# What needs to be done
From the line containing "Ok(remover.rewrite_functions(&mut model.goto_functions))" to the end of the listing, write out every line exactly; leave out everything else.
--- --- ---
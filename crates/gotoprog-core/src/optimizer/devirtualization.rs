//! Virtual call removal
//!
//! Lowers every call through a `virtual_function(C.m)` callee into explicit
//! dispatch on the receiver's runtime class identifier:
//!
//! ```text
//!     IF "D1" == this->@class_identifier THEN GOTO 2
//!     IF "D2" == this->@class_identifier THEN GOTO 3
//!  1: C.m(this)          // base case, reached by falling through
//!     GOTO 4
//!  2: D1.m((D1 *)this)
//!     GOTO 4
//!  3: D2.m((D2 *)this)
//!     GOTO 4
//!  4: SKIP
//! ```
//!
//! Call sites with a single candidate are rewritten in place, and call sites
//! with no candidate at all become `SKIP`.

use super::analysis::{CallTarget, ClassHierarchy, OverrideResolver};
use super::{GotoPass, ModelFeatures};
use crate::config::PassConfig;
use crate::errors::PassError;
use crate::interner::StringId;
use crate::ir::class_identifier::class_identifier_field;
use crate::ir::expr::Expression;
use crate::ir::functions::GotoFunctions;
use crate::ir::instruction::{FunctionCall, Instruction, InstructionId, InstructionKind};
use crate::ir::model::GotoModel;
use crate::ir::program::GotoProgram;
use crate::ir::types::Type;
use crate::symbol_table::SymbolTable;
use rustc_hash::FxHashMap;
use std::collections::hash_map::Entry;
use std::sync::Arc;
use tracing::{debug, trace};

/// Comment attached to the assertion emitted for a class with no definition.
pub const MISSING_DEFINITION_COMMENT: &str = "no definition for this type";

/// Rewrites virtual calls against one class hierarchy snapshot.
pub struct VirtualCallRemover<'a> {
    symbol_table: &'a SymbolTable,
    resolver: OverrideResolver<'a>,
    class_identifier_field: StringId,
    assert_on_missing_definition: bool,
}

impl<'a> VirtualCallRemover<'a> {
    pub fn new(
        symbol_table: &'a SymbolTable,
        hierarchy: &'a ClassHierarchy,
        config: &PassConfig,
    ) -> Self {
        Self {
            symbol_table,
            resolver: OverrideResolver::new(hierarchy, symbol_table),
            class_identifier_field: symbol_table.intern(&config.class_identifier_field),
            assert_on_missing_definition: config.assert_on_missing_definition,
        }
    }

    /// Lower the virtual call at position `index` of `program`.
    ///
    /// Returns whether the program changed, which is always the case for a
    /// virtual call.
    ///
    /// # Panics
    ///
    /// Panics if the instruction is not a virtual call or the call has no
    /// receiver argument.
    pub fn rewrite_call(&self, program: &mut GotoProgram, index: usize) -> bool {
        let instruction = &program.instructions()[index];
        let call = match instruction.function_call() {
            Some(call) => call.clone(),
            None => panic!("instruction {} is not a function call", instruction.id()),
        };
        let (static_class, member) = match &call.function {
            Expression::VirtualFunction {
                class, component, ..
            } => (*class, *component),
            _ => panic!("instruction {} is not a virtual call", instruction.id()),
        };
        assert!(
            !call.arguments.is_empty(),
            "virtual call {} has no receiver argument",
            instruction.id()
        );
        let location = instruction.source_location.clone();
        let function = instruction.function;

        let candidates = self.resolver.virtual_callsite_targets(static_class, member);
        debug!(
            class = %self.symbol_table.resolve(static_class),
            member = %self.symbol_table.resolve(member),
            candidates = candidates.len(),
            "devirtualizing call site"
        );

        let Some(base) = candidates.last() else {
            // Nothing reachable implements the member.
            program.instructions_mut()[index].make_skip();
            return true;
        };

        if candidates.len() == 1 {
            let target = &mut program.instructions_mut()[index];
            match &base.target {
                CallTarget::Resolved(resolved) => {
                    if let Some(call) = target.function_call_mut() {
                        call.function = resolved.symbol_expr();
                    }
                }
                CallTarget::Unresolved => target.make_skip(),
            }
            return true;
        }

        let final_skip = program.new_instruction(InstructionKind::Skip);
        let final_id = final_skip.id();

        let this_expr = &call.arguments[0];
        let class_id = class_identifier_field(
            this_expr,
            base.class_id,
            self.class_identifier_field,
            self.symbol_table,
        );

        let mut gotos = Vec::new();
        let mut calls = Vec::new();
        let mut blocks: FxHashMap<Option<StringId>, InstructionId> = FxHashMap::default();

        for candidate in candidates.iter().rev() {
            let block = match blocks.entry(candidate.target.identifier()) {
                Entry::Occupied(entry) => *entry.get(),
                Entry::Vacant(entry) => {
                    let head = self.call_block(program, &call, &candidate.target);
                    let head_id = head.id();
                    calls.push(head);
                    let mut jump = program.new_instruction(InstructionKind::Skip);
                    jump.make_unconditional_goto(final_id);
                    calls.push(jump);
                    *entry.insert(head_id)
                }
            };

            if candidate.target != base.target {
                trace!(
                    class = %self.symbol_table.resolve(candidate.class_id),
                    block = %block,
                    "dispatch branch"
                );
                let guard = Expression::equal(
                    Expression::string_constant(candidate.class_id),
                    class_id.clone(),
                );
                gotos.push(program.new_instruction(InstructionKind::Goto {
                    target: block,
                    guard,
                }));
            }
        }

        let mut new_code = gotos;
        new_code.append(&mut calls);
        new_code.push(final_skip);

        for instruction in &mut new_code {
            let property_class = instruction.source_location.property_class.take();
            let comment = instruction.source_location.comment.take();
            instruction.source_location = location.clone();
            instruction.function = function;
            if property_class.is_some() {
                instruction.source_location.property_class = property_class;
            }
            if comment.is_some() {
                instruction.source_location.comment = comment;
            }
        }

        program.insert_after(index, new_code);
        program.instructions_mut()[index].make_skip();
        true
    }

    fn call_block(
        &self,
        program: &mut GotoProgram,
        call: &FunctionCall,
        target: &CallTarget,
    ) -> Instruction {
        match target {
            CallTarget::Resolved(resolved) => {
                let mut new_call = call.clone();
                new_call.function = resolved.symbol_expr();
                let need_type = Type::pointer(Type::symbol(resolved.class));
                if !self
                    .symbol_table
                    .type_eq(&new_call.arguments[0].ty(), &need_type)
                {
                    new_call.arguments[0] = new_call.arguments[0].clone().typecast(need_type);
                }
                program.new_instruction(InstructionKind::FunctionCall(new_call))
            }
            CallTarget::Unresolved if self.assert_on_missing_definition => {
                let mut assertion = program.new_instruction(InstructionKind::Skip);
                assertion.make_assertion(Expression::False);
                assertion.source_location.comment = Some(MISSING_DEFINITION_COMMENT.to_string());
                assertion
            }
            CallTarget::Unresolved => program.new_instruction(InstructionKind::Skip),
        }
    }

    /// Lower every virtual call in `program`; runs `update` if anything changed.
    pub fn rewrite_program(&self, program: &mut GotoProgram) -> bool {
        let mut changed = false;
        let mut index = 0;
        while index < program.len() {
            if program.instructions()[index].is_virtual_call() {
                changed |= self.rewrite_call(program, index);
            }
            index += 1;
        }

        if changed {
            program.update();
        }
        changed
    }

    /// Lower every virtual call in every function of the table.
    pub fn rewrite_functions(&self, functions: &mut GotoFunctions) -> bool {
        let mut changed = false;
        for (name, function) in functions.iter_mut() {
            if self.rewrite_program(&mut function.body) {
                debug!(function = %self.symbol_table.resolve(name), "removed virtual calls");
                changed = true;
            }
        }

        if changed {
            functions.compute_location_numbers();
        }
        changed
    }
}

/// Remove all virtual calls of a model, using the default configuration.
pub fn remove_virtual_functions(model: &mut GotoModel) -> bool {
    remove_virtual_functions_in(&model.symbol_table, &mut model.goto_functions)
}

pub fn remove_virtual_functions_in(symbol_table: &SymbolTable, functions: &mut GotoFunctions) -> bool {
    let hierarchy = ClassHierarchy::build(symbol_table);
    VirtualCallRemover::new(symbol_table, &hierarchy, &PassConfig::default())
        .rewrite_functions(functions)
}

/// Devirtualization pass.
///
/// Uses the shared hierarchy from whole-program analysis when one was set,
/// and builds its own from the model's symbol table otherwise.
pub struct DevirtualizationPass {
    config: PassConfig,
    class_hierarchy: Option<Arc<ClassHierarchy>>,
}

impl DevirtualizationPass {
    pub fn new(config: &PassConfig) -> Self {
        Self {
            config: config.clone(),
            class_hierarchy: None,
        }
    }

    pub fn set_class_hierarchy(&mut self, hierarchy: Arc<ClassHierarchy>) {
        self.class_hierarchy = Some(hierarchy);
    }
}

impl GotoPass for DevirtualizationPass {
    fn name(&self) -> &'static str {
        "devirtualization"
    }

    fn required_features(&self) -> ModelFeatures {
        ModelFeatures::HAS_VIRTUAL_CALLS
    }

    fn run(&mut self, model: &mut GotoModel) -> Result<bool, PassError> {
        let hierarchy = match &self.class_hierarchy {
            Some(hierarchy) => hierarchy.clone(),
            None => Arc::new(ClassHierarchy::build(&model.symbol_table)),
        };
        let remover = VirtualCallRemover::new(&model.symbol_table, &hierarchy, &self.config);
        Ok(remover.rewrite_functions(&mut model.goto_functions))
    }

    fn as_any_mut(&mut self) -> &mut dyn std::any::Any {
        self
    }
}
--- --- ---
# Result of the task
        Ok(remover.rewrite_functions(&mut model.goto_functions))
    }

    fn as_any_mut(&mut self) -> &mut dyn std::any::Any {
        self
    }
}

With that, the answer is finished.